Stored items

┌──

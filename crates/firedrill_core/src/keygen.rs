//! Fabricated AWS-style key material.
//!
//! Keys are random noise shaped like real credentials, so the scanning
//! tool's AWS patterns match them while the values themselves can never
//! authenticate against anything.

use rand::Rng as _;

const SECRET_KEY_LEN: usize = 40;
const SECRET_KEY_CHARS: &[u8] = b"ABCDEFGHIJKLMNOPQRSTUVWXYZabcdefghijklmnopqrstuvwxyz0123456789/+=";

const ACCESS_KEY_PREFIX: &str = "AKIA";
const ACCESS_KEY_SUFFIX_LEN: usize = 16;
const ACCESS_KEY_CHARS: &[u8] = b"ABCDEFGHIJKLMNOPQRSTUVWXYZ0123456789";

/// Generates a 40-character string shaped like an AWS secret access key.
#[must_use]
pub fn secret_access_key() -> String {
    random_string(SECRET_KEY_CHARS, SECRET_KEY_LEN)
}

/// Generates an `AKIA`-prefixed string shaped like an AWS access key ID.
#[must_use]
pub fn access_key_id() -> String {
    format!("{ACCESS_KEY_PREFIX}{}", random_string(ACCESS_KEY_CHARS, ACCESS_KEY_SUFFIX_LEN))
}

fn random_string(charset: &[u8], len: usize) -> String {
    let mut rng = rand::thread_rng();

    (0..len)
        .map(|_| char::from(charset[rng.gen_range(0..charset.len())]))
        .collect()
}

└──

_Prompt_:
Could you retype all of the entries exactly, leaving none out?

_Response below_:
filename crates/firedrill_core/src/keygen.rs
//! Fabricated AWS-style key material.
//!
//! Keys are random noise shaped like real credentials, so the scanning
//! tool's AWS patterns match them while the values themselves can never
//! authenticate against anything.

use rand::Rng as _;

const SECRET_KEY_LEN: usize = 40;
const SECRET_KEY_CHARS: &[u8] = b"ABCDEFGHIJKLMNOPQRSTUVWXYZabcdefghijklmnopqrstuvwxyz0123456789/+=";

const ACCESS_KEY_PREFIX: &str = "AKIA";
const ACCESS_KEY_SUFFIX_LEN: usize = 16;
const ACCESS_KEY_CHARS: &[u8] = b"ABCDEFGHIJKLMNOPQRSTUVWXYZ0123456789";

/// Generates a 40-character string shaped like an AWS secret access key.
#[must_use]
pub fn secret_access_key() -> String {
    random_string(SECRET_KEY_CHARS, SECRET_KEY_LEN)
}

/// Generates an `AKIA`-prefixed string shaped like an AWS access key ID.
#[must_use]
pub fn access_key_id() -> String {
    format!("{ACCESS_KEY_PREFIX}{}", random_string(ACCESS_KEY_CHARS, ACCESS_KEY_SUFFIX_LEN))
}

fn random_string(charset: &[u8], len: usize) -> String {
    let mut rng = rand::thread_rng();

    (0..len)
        .map(|_| char::from(charset[rng.gen_range(0..charset.len())]))
        .collect()
}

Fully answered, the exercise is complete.